The given function is valid when the interior function to the square root is nonnegative. That is, the points $x$ in the domain satisfy $$\frac{1}{1-x}-1\geq 0\iff \frac{1}{1-x}\geq 1\iff \begin{cases}1\geq 1-x\qquad 1-x> 0\\1\leq 1-x\qquad 1-x< 0\end{cases}\iff\begin{cases}x\geq 0\qquad x< 1\\x\leq 0\qquad x>1\end{cases}$$ Of course, the second case (i.e. $x\leq 0$ and $x>1$) is impossible. Hence, the domain is the set of points satisfying $0\leq x<1$.
On
The big mistake in your solution is that you cleared fractions in the non-linear inequality $\frac{1}{1-x} \geq 1$ (this inequality is non-linear because $x$ appears in the denominator of a fraction). You should never clear fractions in a non-linear inequality. Instead, to solve this type of inequality, you make one side $0$, write the non-zero side as a single fraction, and then use a sign chart.
So, let's subtract $1$ from both sides to make one side $0$. The inequality becomes $$\frac{1}{1-x} - 1 \geq 0.$$ Now that one side is $0$, let's make the non-zero side into one single fraction. To do this, multiply the term $1$ by $\frac{1-x}{1-x}$ to get: $$\frac{1}{1-x} - \frac{1-x}{1-x} \geq 0.$$ Now just subtract the fractions to get $$ \frac{1 - (1-x)}{1-x} \geq 0, $$ i.e., $$\frac{x}{1-x} \geq 0. $$ Now, hopefully you remember how to solve using a sign chart. You first find the critical points, i.e., the $x$-values that make the numerator and denominator $0$. $x = 0$ makes the numerator $0$, and $x = 1$ makes the denominator $0$, so $0$ and $1$ are our critical points. Draw a number line, mark $0$ and $1$ on it, and plug test points from each region of the number line into $\frac{x}{1-x}$ to figure out the sign.
Since we want $\frac{x}{1-x} \geq 0$, the region we will choose is the positive region, which turns out to be $[0,1)$. Notice that we include the critical point $0$ since it makes the numerator $0$, which makes the whole fraction $0$. But we don't include $1$, even though it makes the denominator $0$, because this makes the whole fraction undefined.

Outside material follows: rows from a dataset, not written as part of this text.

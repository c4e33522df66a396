//! Filesystem utilities for cross-device file operations.
//!
//! The final render lands in the job scratch directory and is moved to the
//! caller's output path, which may live on a different filesystem.

use std::path::Path;
use tokio::fs;

use crate::error::{PipelineError, PipelineResult};

/// Move a file from `src` to `dst`, handling cross-device moves.
///
/// Attempts a fast rename first; on EXDEV falls back to copying to a temp
/// file beside the destination and renaming it into place, so a partially
/// copied file is never observable at `dst`.
pub async fn move_file(src: impl AsRef<Path>, dst: impl AsRef<Path>) -> PipelineResult<()> {
    let src = src.as_ref();
    let dst = dst.as_ref();

    if let Some(parent) = dst.parent() {
        if !parent.exists() {
            fs::create_dir_all(parent).await?;
        }
    }

    match fs::rename(src, dst).await {
        Ok(()) => Ok(()),
        Err(e) if is_cross_device_error(&e) => {
            tracing::debug!(
                src = %src.display(),
                dst = %dst.display(),
                "Cross-device rename, falling back to copy+delete"
            );
            copy_and_delete(src, dst).await
        }
        Err(e) => Err(PipelineError::from(e)),
    }
}

/// Check if an IO error is EXDEV (cross-device link).
fn is_cross_device_error(e: &std::io::Error) -> bool {
    // EXDEV is error code 18 on Linux/macOS
    e.raw_os_error() == Some(18)
}

/// Copy file to destination (via temp file) then delete source.
async fn copy_and_delete(src: &Path, dst: &Path) -> PipelineResult<()> {
    let tmp_dst = dst.with_extension("tmp");

    fs::copy(src, &tmp_dst).await?;

    if let Err(e) = fs::rename(&tmp_dst, dst).await {
        let _ = std::fs::remove_file(&tmp_dst);
        return Err(PipelineError::from(e));
    }

    // Best effort; the destination is already in place.
    if let Err(e) = fs::remove_file(src).await {
        tracing::warn!(
            src = %src.display(),
            error = %e,
            "Failed to remove source after cross-device move"
        );
    }

    Ok(())
}
//! Final overlay render and mux.
//!
//! The `Renderer` capability takes the composed clip plus the overlay track
//! and produces the encoded output file. The production implementation is
//! FFmpeg: the drawtext chain is written to a filter-graph script file and
//! composition streams through the encoder — the clip's frames are never
//! decoded into this process.

use async_trait::async_trait;
use std::path::Path;
use tracing::{debug, info, warn};

use shortform_models::{CaptionStyle, EncodingConfig};

use crate::captions::{build_overlay_filter, OverlayEvent};
use crate::command::{FfmpegCommand, FfmpegRunner};
use crate::error::{PipelineResult, Stage};
use crate::job::JobContext;
use crate::timeline::Timeline;

const STAGE: Stage = Stage::Render;

/// Width of generated thumbnails.
const THUMBNAIL_SCALE_WIDTH: u32 = 480;
/// Timestamp thumbnails are taken at.
const THUMBNAIL_TIMESTAMP: &str = "00:00:01";

/// Render/encode capability.
#[async_trait]
pub trait Renderer: Send + Sync {
    /// Composite `overlays` over `clip` and encode to `output`.
    async fn render(
        &self,
        ctx: &JobContext,
        clip: &Timeline,
        overlays: &[OverlayEvent],
        style: &CaptionStyle,
        encoding: &EncodingConfig,
        output: &Path,
    ) -> PipelineResult<()>;
}

/// Production renderer backed by the FFmpeg CLI.
#[derive(Debug, Clone, Default)]
pub struct FfmpegRenderer;

impl FfmpegRenderer {
    /// Create a new renderer.
    pub fn new() -> Self {
        Self
    }
}

#[async_trait]
impl Renderer for FfmpegRenderer {
    async fn render(
        &self,
        ctx: &JobContext,
        clip: &Timeline,
        overlays: &[OverlayEvent],
        style: &CaptionStyle,
        encoding: &EncodingConfig,
        output: &Path,
    ) -> PipelineResult<()> {
        ctx.check_cancelled(STAGE)?;

        info!(
            job_id = %ctx.id(),
            overlays = overlays.len(),
            output = %output.display(),
            "Rendering final output"
        );

        let mut cmd = FfmpegCommand::new(clip.path(), output);

        match build_overlay_filter(overlays, style) {
            Some(filter) => {
                // One drawtext per overlay adds up fast on long transcripts;
                // a script file keeps the argument list bounded.
                let script = ctx.scratch_path("overlays.filter");
                tokio::fs::write(&script, &filter).await?;
                debug!(script = %script.display(), "Wrote overlay filter script");

                cmd = cmd.filter_complex_script(&script).map("[vout]");
            }
            None => {
                cmd = cmd.map("0:v");
            }
        }

        let duration_ms = (clip.duration() * 1000.0) as i64;
        let cmd = cmd
            .map("0:a?")
            .encoding(encoding)
            .pix_fmt("yuv420p")
            .faststart();

        FfmpegRunner::new(STAGE)
            .with_cancel(ctx.cancel_receiver())
            .run_with_progress(&cmd, move |progress| {
                debug!(
                    percent = format!("{:.1}", progress.percentage(duration_ms)),
                    speed = progress.speed,
                    "Render progress"
                );
            })
            .await
    }
}

/// Generate a still JPEG thumbnail for a rendered file.
pub async fn generate_thumbnail(
    video_path: impl AsRef<Path>,
    output_path: impl AsRef<Path>,
) -> PipelineResult<()> {
    let filter = format!("scale={}:-2", THUMBNAIL_SCALE_WIDTH);

    let cmd = FfmpegCommand::new(video_path.as_ref(), output_path.as_ref())
        .input_arg("-ss")
        .input_arg(THUMBNAIL_TIMESTAMP)
        .single_frame()
        .video_filter(&filter);

    FfmpegRunner::new(STAGE).run(&cmd).await
}

/// Generate a thumbnail next to `output`, logging failure instead of
/// propagating it.
pub(crate) async fn generate_thumbnail_safe(output: &Path) {
    let thumb_path = output.with_extension("jpg");
    if let Err(e) = generate_thumbnail(output, &thumb_path).await {
        warn!(error = %e, "Failed to generate thumbnail");
    }
}
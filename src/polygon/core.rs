//! Core polygon type and basic operations.

use crate::error::PolygonError;
use crate::primitives::{Coord, Point};
use std::collections::{HashMap, HashSet};
use std::fmt;

/// A simple polygon: an ordered sequence of identified points, implicitly
/// closed (the last vertex connects back to the first).
///
/// No winding is fixed at construction; algorithms that need a specific
/// orientation call [`ensure_ccw`](Self::ensure_ccw) first. Simplicity
/// (no self-intersection) is assumed, not checked.
#[derive(Debug, Clone, PartialEq, Eq)]
pub struct Polygon<C> {
    vertices: Vec<Point<C>>,
}

impl<C: Coord> Polygon<C> {
    /// Creates a polygon from a vertex list, validating it.
    ///
    /// Rejects lists with fewer than three vertices, repeated vertex ids,
    /// and distinct vertices at identical coordinates. Passing validation
    /// guarantees that id equality and coordinate equality agree for every
    /// vertex pair, so the algorithms never have to re-check it.
    pub fn new(vertices: Vec<Point<C>>) -> Result<Self, PolygonError> {
        if vertices.len() < 3 {
            return Err(PolygonError::TooFewVertices {
                got: vertices.len(),
            });
        }

        let mut ids = HashSet::with_capacity(vertices.len());
        for v in &vertices {
            if !ids.insert(v.id) {
                return Err(PolygonError::DuplicateVertexId { id: v.id });
            }
        }

        let mut coords: HashMap<(C, C), Point<C>> = HashMap::with_capacity(vertices.len());
        for v in &vertices {
            if let Some(prior) = coords.insert((v.x, v.y), *v) {
                return Err(PolygonError::CoincidentVertices {
                    first: prior.id,
                    second: v.id,
                });
            }
        }

        Ok(Self { vertices })
    }

    /// Builds a polygon without validation.
    ///
    /// Only for faces assembled internally from vertices of an
    /// already-validated polygon.
    pub(crate) fn from_vertices_unchecked(vertices: Vec<Point<C>>) -> Self {
        debug_assert!(vertices.len() >= 3);
        Self { vertices }
    }

    /// Returns the vertices in order.
    #[inline]
    pub fn vertices(&self) -> &[Point<C>] {
        &self.vertices
    }

    /// Returns the number of vertices.
    #[inline]
    pub fn len(&self) -> usize {
        self.vertices.len()
    }

    /// A validated polygon is never empty.
    #[inline]
    pub fn is_empty(&self) -> bool {
        false
    }

    /// Returns the vertex preceding position `i` in polygon order.
    #[inline]
    pub fn prev(&self, i: usize) -> &Point<C> {
        let n = self.vertices.len();
        &self.vertices[(i + n - 1) % n]
    }

    /// Returns the vertex following position `i` in polygon order.
    #[inline]
    pub fn next(&self, i: usize) -> &Point<C> {
        &self.vertices[(i + 1) % self.vertices.len()]
    }

    /// Returns twice the signed area (exact shoelace sum).
    ///
    /// Positive for counter-clockwise winding, negative for clockwise.
    /// Doubling keeps the result an exact integer.
    pub fn signed_area2(&self) -> i128 {
        let origin = self.vertices[0];
        self.vertices
            .windows(2)
            .skip(1)
            .map(|w| (w[0] - origin).cross(w[1] - origin))
            .sum()
    }

    /// Returns twice the absolute area.
    #[inline]
    pub fn area2(&self) -> i128 {
        self.signed_area2().abs()
    }

    /// Reorders the vertices counter-clockwise.
    ///
    /// Works for non-convex polygons; running it twice yields the same
    /// order as running it once.
    pub fn ensure_ccw(&mut self) {
        if self.signed_area2() < 0 {
            self.vertices.reverse();
        }
    }
}

/// Minimal textual dump for inspection: the vertex count on the first
/// line, then `x y` per vertex. Not a durable interchange format.
impl<C: Coord> fmt::Display for Polygon<C> {
    fn fmt(&self, f: &mut fmt::Formatter<'_>) -> fmt::Result {
        writeln!(f, "{}", self.vertices.len())?;
        for v in &self.vertices {
            writeln!(f, "{} {}", v.x, v.y)?;
        }
        Ok(())
    }
}

#[cfg(test)]
mod tests {
    use super::*;
    use crate::primitives::VertexId;

    fn p(x: i64, y: i64, id: u32) -> Point<i64> {
        Point::new(x, y, VertexId(id))
    }

    fn triangle() -> Polygon<i64> {
        Polygon::new(vec![p(0, 1, 0), p(1, 0, 1), p(1, 1, 2)]).unwrap()
    }

    #[test]
    fn test_rejects_too_few_vertices() {
        let err = Polygon::new(vec![p(0, 0, 0), p(1, 1, 1)]).unwrap_err();
        assert_eq!(err, PolygonError::TooFewVertices { got: 2 });
    }

    #[test]
    fn test_rejects_duplicate_id() {
        let err = Polygon::new(vec![p(0, 0, 0), p(1, 0, 1), p(1, 1, 0)]).unwrap_err();
        assert_eq!(err, PolygonError::DuplicateVertexId { id: VertexId(0) });
    }

    #[test]
    fn test_rejects_coincident_vertices() {
        let err = Polygon::new(vec![p(0, 0, 0), p(1, 0, 1), p(0, 0, 2)]).unwrap_err();
        assert_eq!(
            err,
            PolygonError::CoincidentVertices {
                first: VertexId(0),
                second: VertexId(2),
            }
        );
    }

    #[test]
    fn test_error_messages() {
        let err = Polygon::new(vec![p(0, 0, 0)]).unwrap_err();
        assert_eq!(err.to_string(), "polygon needs at least 3 vertices, got 1");
    }

    #[test]
    fn test_signed_area2() {
        // CCW triangle with area 1/2, doubled to stay integer.
        assert_eq!(triangle().signed_area2(), 1);
        assert_eq!(triangle().area2(), 1);
    }

    #[test]
    fn test_ensure_ccw_reverses_clockwise_input() {
        let mut poly = Polygon::new(vec![p(0, 1, 0), p(1, 1, 2), p(1, 0, 1)]).unwrap();
        assert!(poly.signed_area2() < 0);
        poly.ensure_ccw();
        assert!(poly.signed_area2() > 0);
    }

    #[test]
    fn test_ensure_ccw_idempotent() {
        let mut poly = Polygon::new(vec![p(0, 1, 0), p(1, 1, 2), p(1, 0, 1)]).unwrap();
        poly.ensure_ccw();
        let once = poly.clone();
        poly.ensure_ccw();
        assert_eq!(poly, once);
    }

    #[test]
    fn test_cyclic_neighbors() {
        let tri = triangle();
        assert_eq!(tri.prev(0).id, VertexId(2));
        assert_eq!(tri.next(2).id, VertexId(0));
    }

    #[test]
    fn test_dump_format() {
        assert_eq!(triangle().to_string(), "3\n0 1\n1 0\n1 1\n");
    }
}
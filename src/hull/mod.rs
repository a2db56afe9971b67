//! Convex hull and bounding-triangle construction.
//!
//! These are leaf utilities for the point-location pipeline built on top
//! of the decomposition; the monotone sweep itself never calls them.

use crate::primitives::{orient2d, Coord, Orientation, Point, VertexId};

/// Computes the convex hull of a point set using Andrew's monotone chain
/// algorithm with exact orientation tests.
///
/// Returns the hull vertices in counter-clockwise order starting from the
/// lexicographically smallest point, without repeating the first point at
/// the end. Collinear points on hull edges are excluded. Inputs with
/// fewer than three points come back sorted, as-is.
///
/// O(n log n) from the lexicographic sort; ids are preserved.
pub fn convex_hull<C: Coord>(points: &[Point<C>]) -> Vec<Point<C>> {
    let mut sorted: Vec<Point<C>> = points.to_vec();
    sorted.sort_by(|a, b| a.x.cmp(&b.x).then_with(|| a.y.cmp(&b.y)));

    if sorted.len() < 3 {
        return sorted;
    }

    let mut lower: Vec<Point<C>> = Vec::new();
    for &p in &sorted {
        while lower.len() >= 2
            && orient2d(lower[lower.len() - 2], lower[lower.len() - 1], p)
                != Orientation::CounterClockwise
        {
            lower.pop();
        }
        lower.push(p);
    }

    let mut upper: Vec<Point<C>> = Vec::new();
    for &p in sorted.iter().rev() {
        while upper.len() >= 2
            && orient2d(upper[upper.len() - 2], upper[upper.len() - 1], p)
                != Orientation::CounterClockwise
        {
            upper.pop();
        }
        upper.push(p);
    }

    // The last point of each chain repeats the first of the other.
    lower.pop();
    upper.pop();
    lower.extend(upper);
    lower
}

/// Builds a right-isosceles triangle enclosing the given hull.
///
/// The triangle's right angle sits at the hull's bounding-box bottom-left
/// corner; its legs run along x and y so that the hypotenuse lies on the
/// line x + y = s through the hull's farthest vertex (largest x + y), so
/// every point is inside or on the boundary. The three synthetic vertices
/// take ids `first_id`,
/// `first_id + 1` and `first_id + 2`, which must not collide with any
/// existing vertex id.
///
/// # Panics
///
/// Panics if `hull` is empty.
pub fn bounding_triangle<C: Coord>(hull: &[Point<C>], first_id: u32) -> [Point<C>; 3] {
    assert!(!hull.is_empty(), "bounding triangle of an empty hull");

    let min_x = hull.iter().map(|p| p.x).min().expect("non-empty hull");
    let min_y = hull.iter().map(|p| p.y).min().expect("non-empty hull");
    let farthest = hull
        .iter()
        .max_by_key(|p| p.x + p.y)
        .expect("non-empty hull");

    let max_x = farthest.x + (farthest.y - min_y);
    let max_y = farthest.y + (farthest.x - min_x);

    [
        Point::new(min_x, min_y, VertexId(first_id)),
        Point::new(max_x, min_y, VertexId(first_id + 1)),
        Point::new(min_x, max_y, VertexId(first_id + 2)),
    ]
}
//! Integer geometric primitives and exact orientation predicates.

mod edge;
mod orient;
mod point;
mod vec2;

pub use edge::Edge;
pub use orient::{orient2d, Orientation};
pub use point::{Point, VertexId};
pub use vec2::Vec2;

use num_traits::{AsPrimitive, PrimInt, Signed};
use std::fmt;
use std::hash::Hash;

/// Integer coordinate type for exact geometry.
///
/// Cross and dot products widen to `i128` so orientation tests are exact
/// for any `i32` or `i64` input; the `f64` conversion only feeds the
/// angle helpers, which never make topological decisions.
pub trait Coord:
    PrimInt + Signed + Into<i128> + AsPrimitive<f64> + Hash + fmt::Debug + fmt::Display
{
}

impl<T> Coord for T where
    T: PrimInt + Signed + Into<i128> + AsPrimitive<f64> + Hash + fmt::Debug + fmt::Display
{
}
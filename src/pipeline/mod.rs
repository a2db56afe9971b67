//! Contracts for the triangulation and point-location stages.
//!
//! The monotone decomposition is the first stage of a triangulation
//! pipeline feeding a hierarchical point locator. The downstream stages
//! are external collaborators: only their call contracts live here, plus
//! the driver that folds a full polygon through a monotone triangulator.

use crate::polygon::Polygon;
use crate::primitives::{Coord, Edge, Point};
use crate::sweep::decompose;

/// A triangle, referenced by its three directed boundary edges.
#[derive(Debug, Clone, Copy, PartialEq, Eq)]
pub struct Triangle {
    pub edges: [Edge; 3],
}

/// Triangulates a single y-monotone polygon.
///
/// Implementations receive faces produced by
/// [`decompose`](crate::sweep::decompose), which are guaranteed
/// counter-clockwise and y-monotone, and return the triangles plus the
/// diagonals they added.
pub trait MonotoneTriangulator<C: Coord> {
    fn triangulate_monotone(&self, face: &Polygon<C>) -> (Vec<Triangle>, Vec<Edge>);
}

/// Answers point-in-polygon queries against a finished subdivision.
///
/// A builder for this (Kirkpatrick-style hierarchy over the triangles,
/// the convex hull and a bounding triangle) is not part of this crate.
pub trait PointLocator<C: Coord> {
    fn contains(&self, point: Point<C>) -> bool;
}

/// Triangulates a simple polygon by decomposing it into y-monotone faces
/// and running each through the supplied triangulator.
///
/// Returns all triangles and all diagonals the triangulator reported,
/// concatenated in face order.
pub fn triangulate_with<C: Coord, T: MonotoneTriangulator<C>>(
    polygon: &Polygon<C>,
    triangulator: &T,
) -> (Vec<Triangle>, Vec<Edge>) {
    let mut triangles = Vec::new();
    let mut diagonals = Vec::new();

    for face in decompose(polygon) {
        let (t, d) = triangulator.triangulate_monotone(&face);
        triangles.extend(t);
        diagonals.extend(d);
    }

    (triangles, diagonals)
}
//! Vertex classification for the top-to-bottom sweep.

use crate::primitives::{orient2d, Coord, Orientation, Point};
use std::f64::consts::PI;

/// Role of a vertex relative to the descending sweep line.
#[derive(Debug, Clone, Copy, PartialEq, Eq, Hash)]
pub enum VertexType {
    /// Both neighbors below, interior angle < π; opens a new region.
    Start,
    /// Both neighbors below, interior angle > π; splits a region and
    /// always receives a diagonal.
    Split,
    /// Both neighbors above, interior angle < π; closes a region.
    End,
    /// Both neighbors above, interior angle > π; two regions meet and a
    /// later vertex must connect back to it.
    Merge,
    /// One neighbor above, one below.
    Regular,
}

/// Returns true if `a` is processed before `b` by the sweep.
///
/// The sweep runs top to bottom, left to right: descending y, ties broken
/// by ascending x. This single rule orders the event queue, decides which
/// neighbors count as "below" a vertex, and picks the interior side at
/// regular vertices, so ties cannot classify inconsistently.
#[inline]
pub fn sweep_before<C: Coord>(a: &Point<C>, b: &Point<C>) -> bool {
    a.y > b.y || (a.y == b.y && a.x < b.x)
}

/// Classifies a vertex given its polygon-order neighbors.
///
/// `prev` and `next` are the predecessor and successor of `v` walking the
/// polygon counter-clockwise. The convex/reflex decision uses the exact
/// orientation predicate rather than the floating interior angle, so
/// classification stays consistent with every other turn test.
///
/// This is a pure function: classifying the same triple always yields the
/// same label, independent of sweep state.
pub fn classify_vertex<C: Coord>(prev: &Point<C>, v: &Point<C>, next: &Point<C>) -> VertexType {
    let prev_below = sweep_before(v, prev);
    let next_below = sweep_before(v, next);

    // For a CCW polygon, a clockwise (v, prev, next) triple means the
    // interior angle at v is below π; counter-clockwise means reflex.
    match (prev_below, next_below, orient2d(*v, *prev, *next)) {
        (true, true, Orientation::Clockwise) => VertexType::Start,
        (true, true, Orientation::CounterClockwise) => VertexType::Split,
        (false, false, Orientation::Clockwise) => VertexType::End,
        (false, false, Orientation::CounterClockwise) => VertexType::Merge,
        _ => VertexType::Regular,
    }
}

/// Returns the interior angle at `v` in radians, in `(0, 2π)`.
///
/// The unsigned angle between the two incident edge directions is
/// reflected to `2π - a` when the exact turn test says the vertex is
/// reflex. Reported for inspection; the classifier itself never branches
/// on this floating value.
pub fn interior_angle<C: Coord>(prev: &Point<C>, v: &Point<C>, next: &Point<C>) -> f64 {
    let a = (*prev - *v).angle_between(*next - *v);
    match orient2d(*v, *prev, *next) {
        Orientation::CounterClockwise => 2.0 * PI - a,
        _ => a,
    }
}
//! Ordered set of edges crossed by the sweep line.

use crate::primitives::{Edge, VertexId};
use std::collections::BTreeSet;

/// Ordering key for an active edge: doubled midpoint x, then the edge's
/// id pair.
///
/// The original formulation keys active edges by the midpoint x of their
/// endpoints as a proxy for "x where the edge meets the sweep line". That
/// proxy is kept here (doubled, so it stays an exact integer), including
/// its known limitation: edges whose true sweep-line intersections reorder
/// between events while their midpoints do not can compare out of order.
/// The id tie-break keeps distinct edges with equal midpoints both
/// resident and makes the choice among them deterministic.
#[derive(Debug, Clone, Copy, PartialEq, Eq, PartialOrd, Ord)]
struct StatusKey {
    mid2: i128,
    edge: Edge,
}

/// The sweep-line status: active polygon edges ordered left to right.
///
/// An edge lives here from the event that processes its upper endpoint as
/// a start/split/regular vertex until the event that processes its lower
/// endpoint as an end/merge/regular vertex. Keys derive only from the
/// edge's own endpoints, so the caller supplies the doubled midpoint with
/// each operation and the stored order never changes between events.
#[derive(Debug, Default)]
pub struct SweepStatus {
    entries: BTreeSet<StatusKey>,
}

impl SweepStatus {
    /// Creates an empty status structure.
    pub fn new() -> Self {
        Self::default()
    }

    /// Inserts an active edge with its doubled midpoint x.
    ///
    /// Returns false if the exact edge was already resident.
    pub fn insert(&mut self, mid2: i128, edge: Edge) -> bool {
        self.entries.insert(StatusKey { mid2, edge })
    }

    /// Removes an active edge, keyed by the same doubled midpoint it was
    /// inserted with. Returns false if it was not resident.
    pub fn remove(&mut self, mid2: i128, edge: Edge) -> bool {
        self.entries.remove(&StatusKey { mid2, edge })
    }

    /// Returns the active edge immediately to the left of the doubled
    /// query coordinate `x2`, if any.
    ///
    /// "Left" is strict: edges whose midpoint lies exactly at the query
    /// x do not count, matching the original predecessor semantics.
    /// `None` means the sweep point has no region to its left.
    pub fn left_of(&self, x2: i128) -> Option<Edge> {
        let bound = StatusKey {
            mid2: x2,
            edge: Edge::new(VertexId(0), VertexId(0)),
        };
        self.entries.range(..bound).next_back().map(|k| k.edge)
    }

    /// Number of currently active edges.
    pub fn len(&self) -> usize {
        self.entries.len()
    }

    /// Returns true if no edge is active.
    pub fn is_empty(&self) -> bool {
        self.entries.is_empty()
    }
}

#[cfg(test)]
mod tests {
    use super::*;

    fn e(from: u32, to: u32) -> Edge {
        Edge::new(VertexId(from), VertexId(to))
    }

    #[test]
    fn test_left_of_picks_nearest_smaller() {
        let mut status = SweepStatus::new();
        status.insert(2, e(0, 1));
        status.insert(6, e(2, 3));
        status.insert(10, e(4, 5));

        assert_eq!(status.left_of(7), Some(e(2, 3)));
        assert_eq!(status.left_of(100), Some(e(4, 5)));
    }

    #[test]
    fn test_left_of_is_strict() {
        let mut status = SweepStatus::new();
        status.insert(4, e(0, 1));

        // An edge sitting exactly at the query x is not "to the left".
        assert_eq!(status.left_of(4), None);
        assert_eq!(status.left_of(5), Some(e(0, 1)));
    }

    #[test]
    fn test_left_of_nothing_to_the_left() {
        let mut status = SweepStatus::new();
        status.insert(8, e(0, 1));
        assert_eq!(status.left_of(3), None);
    }

    #[test]
    fn test_equal_midpoints_both_resident() {
        let mut status = SweepStatus::new();
        assert!(status.insert(4, e(0, 1)));
        assert!(status.insert(4, e(2, 3)));
        assert_eq!(status.len(), 2);

        assert!(status.remove(4, e(0, 1)));
        assert!(status.remove(4, e(2, 3)));
        assert!(status.is_empty());
    }

    #[test]
    fn test_remove_absent_edge() {
        let mut status = SweepStatus::new();
        status.insert(4, e(0, 1));
        assert!(!status.remove(4, e(0, 2)));
        assert_eq!(status.len(), 1);
    }
}
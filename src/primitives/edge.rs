//! Directed edges between identified vertices.

use super::VertexId;
use std::fmt;

/// A directed edge between two vertex ids.
///
/// Equality is id-pair equality, not geometric: the same segment traversed
/// in the opposite direction is a different edge. The sweep status and the
/// helper map are keyed on this directional identity.
#[derive(Debug, Clone, Copy, PartialEq, Eq, PartialOrd, Ord, Hash)]
pub struct Edge {
    pub from: VertexId,
    pub to: VertexId,
}

impl Edge {
    /// Creates a new directed edge.
    #[inline]
    pub fn new(from: VertexId, to: VertexId) -> Self {
        Self { from, to }
    }

    /// Returns the same segment traversed in the opposite direction.
    #[inline]
    pub fn reversed(self) -> Self {
        Self {
            from: self.to,
            to: self.from,
        }
    }

    /// Returns the endpoint ids with the smaller id first.
    ///
    /// Useful as an undirected key when both traversal directions should
    /// collapse to one entry.
    #[inline]
    pub fn undirected(self) -> (VertexId, VertexId) {
        if self.from <= self.to {
            (self.from, self.to)
        } else {
            (self.to, self.from)
        }
    }
}

impl fmt::Display for Edge {
    fn fmt(&self, f: &mut fmt::Formatter<'_>) -> fmt::Result {
        write!(f, "[edge from {} to {}]", self.from, self.to)
    }
}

Note that when $1-x <0$, that is, $x >1$, we have to reverse the inequality giving us: $$\frac {1}{1-x}\geq 1 \implies 1 \leq 1-x \implies x \leq 0$$ which is impossible.
Note that when $1-x >0$, that is $x<1$, we get: $$\frac {1}{1-x} \geq 1 \implies 1 \geq 1-x \implies x \geq 0$$
Thus the domain is $$[0,1) $$
We cannot multiply straightaway by $(1-x) $ because we do not know it's sign.